A rooster crowed. Elvis opened one eye, wrinkled up his nose, and smiled. Yeah, that was bacon frying, all right. Must be time to get up. Stretching, he reached out across the bed and tuned the radio on to the Armed Forces Network. Sometimes they gave some news about what was going on back home.

“El,” his dad’s voice, calling from downstairs, broke into his thoughts. “Six-fifteen. Time to get up.”

Slowly, reluctantly, he slid out of bed, put on his robe and padded over to the French window and out onto the balcony. Across the street was a park, with its shady walks, its flowers and its man-made embankments, down which Bad Nauheim’s famous health waters dripped constantly.






The house on his left was being renovated. They’d started the work while he was in the hospital having his tonsils taken care of, and he was surprised to see how much they’d

gotten done in just a few days. Today they’d be working there again, he knew, even though it was Saturday. The German people didn’t go in for long weekends. Why, even the kids went to school Saturday mornings. He’d often seen them trudging home with their books after he’d gotten back from camp at noon.

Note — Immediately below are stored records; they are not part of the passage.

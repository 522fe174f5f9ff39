//! Coordinates and great-circle distance.

use crate::error::{MovieMapError, Result};
use serde::{Deserialize, Serialize};

/// Mean Earth radius in km (IUGG), the radius the haversine distances are reported in.
pub const EARTH_RADIUS_KM: f64 = 6371.0088;

/// A point on the globe in decimal degrees.
#[derive(Debug, Clone, Copy, PartialEq, Serialize, Deserialize)]
pub struct Coordinates {
    pub lat: f64,
    pub lon: f64,
}

impl Coordinates {
    /// Build validated coordinates. Lat: -90..90, Lon: -180..180.
    pub fn new(lat: f64, lon: f64) -> Result<Self> {
        if !lat.is_finite() || !(-90.0..=90.0).contains(&lat) {
            return Err(MovieMapError::coordinates(format!(
                "latitude {} out of range -90..90",
                lat
            )));
        }
        if !lon.is_finite() || !(-180.0..=180.0).contains(&lon) {
            return Err(MovieMapError::coordinates(format!(
                "longitude {} out of range -180..180",
                lon
            )));
        }
        Ok(Self { lat, lon })
    }

    /// Parse a latitude/longitude pair given as two strings (e.g. from the command line).
    pub fn parse_pair(lat: &str, lon: &str) -> Result<Self> {
        let lat = parse_degrees(lat, "latitude")?;
        let lon = parse_degrees(lon, "longitude")?;
        Self::new(lat, lon)
    }

    /// Key for exact coordinate identity. `-0.0` and `0.0` count as the same point.
    pub fn identity_key(&self) -> (u64, u64) {
        ((self.lat + 0.0).to_bits(), (self.lon + 0.0).to_bits())
    }
}

fn parse_degrees(raw: &str, what: &str) -> Result<f64> {
    // Tolerate the "49.83826," form users paste from map apps.
    let cleaned = raw.trim().trim_end_matches(',').trim();
    cleaned
        .parse::<f64>()
        .map_err(|_| MovieMapError::coordinates(format!("{} '{}' is not a number", what, raw)))
}

/// Great-circle distance between two points in kilometres (haversine formula).
pub fn haversine_km(a: Coordinates, b: Coordinates) -> f64 {
    let (lat1, lon1) = (a.lat.to_radians(), a.lon.to_radians());
    let (lat2, lon2) = (b.lat.to_radians(), b.lon.to_radians());
    let dlat = lat2 - lat1;
    let dlon = lon2 - lon1;
    let h = (dlat / 2.0).sin().powi(2) + lat1.cos() * lat2.cos() * (dlon / 2.0).sin().powi(2);
    2.0 * EARTH_RADIUS_KM * h.sqrt().asin()
}

/// Format coordinates with hemisphere letters: `49.8383°N, 24.0232°E`.
pub fn format_coords(c: Coordinates) -> String {
    let lat_dir = if c.lat >= 0.0 { 'N' } else { 'S' };
    let lon_dir = if c.lon >= 0.0 { 'E' } else { 'W' };
    format!("{:.4}°{}, {:.4}°{}", c.lat.abs(), lat_dir, c.lon.abs(), lon_dir)
}

#[cfg(test)]
mod tests {
    use super::*;
    use approx::assert_relative_eq;

    fn at(lat: f64, lon: f64) -> Coordinates {
        Coordinates::new(lat, lon).unwrap()
    }

    #[test]
    fn test_haversine_zero() {
        let lviv = at(49.83826, 24.02324);
        assert_eq!(haversine_km(lviv, lviv), 0.0);
    }

    #[test]
    fn test_haversine_lviv_kyiv() {
        let lviv = at(49.8397, 24.0297);
        let kyiv = at(50.4501, 30.5234);
        // ~469 km
        let d = haversine_km(lviv, kyiv);
        assert!((d - 469.0).abs() < 5.0, "got {}", d);
    }

    #[test]
    fn test_haversine_quarter_meridian() {
        let equator = at(0.0, 0.0);
        let pole = at(90.0, 0.0);
        let expected = EARTH_RADIUS_KM * std::f64::consts::FRAC_PI_2;
        assert_relative_eq!(haversine_km(equator, pole), expected, epsilon = 1e-6);
    }

    #[test]
    fn test_haversine_symmetric() {
        let a = at(34.0522, -118.2437);
        let b = at(51.5074, -0.1278);
        assert_relative_eq!(haversine_km(a, b), haversine_km(b, a), epsilon = 1e-9);
    }

    #[test]
    fn test_haversine_antimeridian() {
        let a = at(0.0, 179.5);
        let b = at(0.0, -179.5);
        assert!(haversine_km(a, b) < 112.0);
    }

    #[test]
    fn test_coordinates_range() {
        assert!(Coordinates::new(90.0, 180.0).is_ok());
        assert!(Coordinates::new(-90.0, -180.0).is_ok());
        assert!(Coordinates::new(90.1, 0.0).is_err());
        assert!(Coordinates::new(0.0, -180.5).is_err());
        assert!(Coordinates::new(f64::NAN, 0.0).is_err());
    }

    #[test]
    fn test_parse_pair() {
        let c = Coordinates::parse_pair("49.83826,", " 24.02324").unwrap();
        assert_relative_eq!(c.lat, 49.83826);
        assert_relative_eq!(c.lon, 24.02324);

        let c = Coordinates::parse_pair("-33.8688", "151.2093").unwrap();
        assert!(c.lat < 0.0);

        assert!(Coordinates::parse_pair("north", "24.0").is_err());
    }

    #[test]
    fn test_identity_key_signed_zero() {
        assert_eq!(at(0.0, 10.0).identity_key(), at(-0.0, 10.0).identity_key());
        assert_ne!(at(1.0, 10.0).identity_key(), at(1.0, 10.000001).identity_key());
    }

    #[test]
    fn test_format_coords() {
        assert_eq!(format_coords(at(49.83826, 24.02324)), "49.8383°N, 24.0232°E");
        assert_eq!(format_coords(at(-33.8688, -70.6693)), "33.8688°S, 70.6693°W");
    }
}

Camp! He’d better hurry. He double-timed it into the bathroom, showered, shaved and then pulled on his uniform. If he ate breakfast fast and drove quickly. . . . No, ever since his father’s accident on the Autobahn, he’d promised himself he was never going to speed. . . . The accident—he wouldn’t think about the accident now . . .








“Breakfast,” his dad called. He headed for the stairs, taking them two at a time, and then stopped short on the landing. There on the piano—the first thing he noticed—was a vase of white roses, the kind his mother had loved. Next month Mom would be dead a year . . .

“Elvis—your coffee’s getting cold.”

“Okay, Dad, okay. I’m coming.” He made himself look out the window as he passed it, made himself look at the sunlight and shake the mood from himself, for his father’s sake.

Already on the table, covered with a white napkin, was a plate of hot biscuits. He sat down, spreading his napkin on his knees, and poured some cream in his coffee. Then Grandma Presley, a calico apron over her cotton house dress, hurried in from the kitchen with his plate.






She sure knew what he liked—and the way he liked it. The bacon was so crisp it broke at the slightest touch; the eggs were turned over slightly, but brown and frizzled along the edges. In front of his plate was a dish of strawberry jam and, just in case he felt hungrier than usual, a slice of coffee cake.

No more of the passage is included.